## TASK DESCRIPTION
Check every line of the data below for the word "CompressionMethod" and say how many have it, without further comment.
┄┄┄┄┄┄┄┄┄┄
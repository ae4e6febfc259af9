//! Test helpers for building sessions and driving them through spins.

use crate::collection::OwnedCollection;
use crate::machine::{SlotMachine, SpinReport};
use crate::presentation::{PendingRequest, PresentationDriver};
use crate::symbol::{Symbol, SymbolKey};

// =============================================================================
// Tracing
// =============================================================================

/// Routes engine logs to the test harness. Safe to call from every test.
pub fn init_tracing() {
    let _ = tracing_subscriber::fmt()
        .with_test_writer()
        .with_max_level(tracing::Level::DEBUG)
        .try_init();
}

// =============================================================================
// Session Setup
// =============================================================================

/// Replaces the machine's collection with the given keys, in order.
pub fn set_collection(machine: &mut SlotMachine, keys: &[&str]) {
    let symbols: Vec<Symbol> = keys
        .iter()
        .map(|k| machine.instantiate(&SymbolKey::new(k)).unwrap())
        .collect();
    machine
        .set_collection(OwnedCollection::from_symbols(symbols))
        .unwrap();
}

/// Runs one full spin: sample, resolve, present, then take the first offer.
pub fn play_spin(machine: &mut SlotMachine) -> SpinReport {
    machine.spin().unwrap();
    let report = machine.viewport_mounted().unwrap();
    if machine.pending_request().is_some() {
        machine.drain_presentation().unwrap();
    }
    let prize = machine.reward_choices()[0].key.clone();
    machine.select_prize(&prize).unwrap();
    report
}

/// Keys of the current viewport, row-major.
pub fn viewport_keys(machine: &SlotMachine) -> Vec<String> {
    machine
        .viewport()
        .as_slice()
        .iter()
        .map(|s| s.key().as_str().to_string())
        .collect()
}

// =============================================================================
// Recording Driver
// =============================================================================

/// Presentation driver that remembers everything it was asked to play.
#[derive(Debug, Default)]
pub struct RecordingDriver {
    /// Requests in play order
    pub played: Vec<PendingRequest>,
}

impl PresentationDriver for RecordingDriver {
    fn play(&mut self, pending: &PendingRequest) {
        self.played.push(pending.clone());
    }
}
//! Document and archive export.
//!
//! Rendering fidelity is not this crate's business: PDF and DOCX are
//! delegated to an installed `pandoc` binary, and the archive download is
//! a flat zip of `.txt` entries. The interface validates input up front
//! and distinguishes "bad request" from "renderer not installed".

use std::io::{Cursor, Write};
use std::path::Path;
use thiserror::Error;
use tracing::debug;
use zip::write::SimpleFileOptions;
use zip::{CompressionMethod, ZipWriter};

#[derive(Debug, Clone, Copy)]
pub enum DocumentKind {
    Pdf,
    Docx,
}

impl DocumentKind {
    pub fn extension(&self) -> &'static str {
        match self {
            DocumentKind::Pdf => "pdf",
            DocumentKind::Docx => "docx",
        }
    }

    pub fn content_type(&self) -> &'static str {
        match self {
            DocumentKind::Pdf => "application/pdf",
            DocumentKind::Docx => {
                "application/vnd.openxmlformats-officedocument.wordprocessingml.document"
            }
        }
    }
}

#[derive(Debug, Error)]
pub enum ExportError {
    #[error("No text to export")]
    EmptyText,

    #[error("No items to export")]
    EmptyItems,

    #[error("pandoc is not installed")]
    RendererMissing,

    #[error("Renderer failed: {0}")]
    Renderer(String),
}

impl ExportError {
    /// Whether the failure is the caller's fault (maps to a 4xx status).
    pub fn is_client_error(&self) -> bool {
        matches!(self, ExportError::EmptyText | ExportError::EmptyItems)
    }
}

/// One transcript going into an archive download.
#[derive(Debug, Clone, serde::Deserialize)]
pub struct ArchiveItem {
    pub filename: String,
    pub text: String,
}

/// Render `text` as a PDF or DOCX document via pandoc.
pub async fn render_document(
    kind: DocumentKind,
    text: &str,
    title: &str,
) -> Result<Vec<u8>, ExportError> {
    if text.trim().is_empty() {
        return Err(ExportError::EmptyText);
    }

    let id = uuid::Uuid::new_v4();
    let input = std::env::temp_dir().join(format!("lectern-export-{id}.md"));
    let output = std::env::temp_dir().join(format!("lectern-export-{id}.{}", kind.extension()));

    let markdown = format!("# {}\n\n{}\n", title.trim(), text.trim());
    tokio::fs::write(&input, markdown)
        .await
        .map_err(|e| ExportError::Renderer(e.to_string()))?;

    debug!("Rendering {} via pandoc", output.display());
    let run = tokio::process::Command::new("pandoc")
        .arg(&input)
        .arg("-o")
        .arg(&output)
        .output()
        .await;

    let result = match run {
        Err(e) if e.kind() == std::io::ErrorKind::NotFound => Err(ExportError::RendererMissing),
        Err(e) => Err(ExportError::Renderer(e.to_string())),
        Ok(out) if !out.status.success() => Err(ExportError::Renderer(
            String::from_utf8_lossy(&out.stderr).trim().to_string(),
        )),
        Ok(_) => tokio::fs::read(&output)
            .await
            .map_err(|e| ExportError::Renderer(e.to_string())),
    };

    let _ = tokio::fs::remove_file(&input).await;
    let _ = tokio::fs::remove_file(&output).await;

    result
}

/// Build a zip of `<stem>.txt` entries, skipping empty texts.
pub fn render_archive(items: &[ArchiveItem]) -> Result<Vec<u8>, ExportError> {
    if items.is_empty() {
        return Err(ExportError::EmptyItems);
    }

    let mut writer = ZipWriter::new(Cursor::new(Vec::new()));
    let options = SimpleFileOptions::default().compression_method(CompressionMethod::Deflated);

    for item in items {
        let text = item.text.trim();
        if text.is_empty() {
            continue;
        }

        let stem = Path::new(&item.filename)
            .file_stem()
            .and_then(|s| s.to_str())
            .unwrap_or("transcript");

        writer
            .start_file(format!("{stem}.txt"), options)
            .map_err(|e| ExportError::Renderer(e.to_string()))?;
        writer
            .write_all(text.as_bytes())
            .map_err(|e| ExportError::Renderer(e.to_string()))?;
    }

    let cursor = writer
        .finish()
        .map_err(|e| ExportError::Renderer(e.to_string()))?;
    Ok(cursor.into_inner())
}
┄┄┄┄┄┄┄┄┄┄
## RESPONSE AREA
2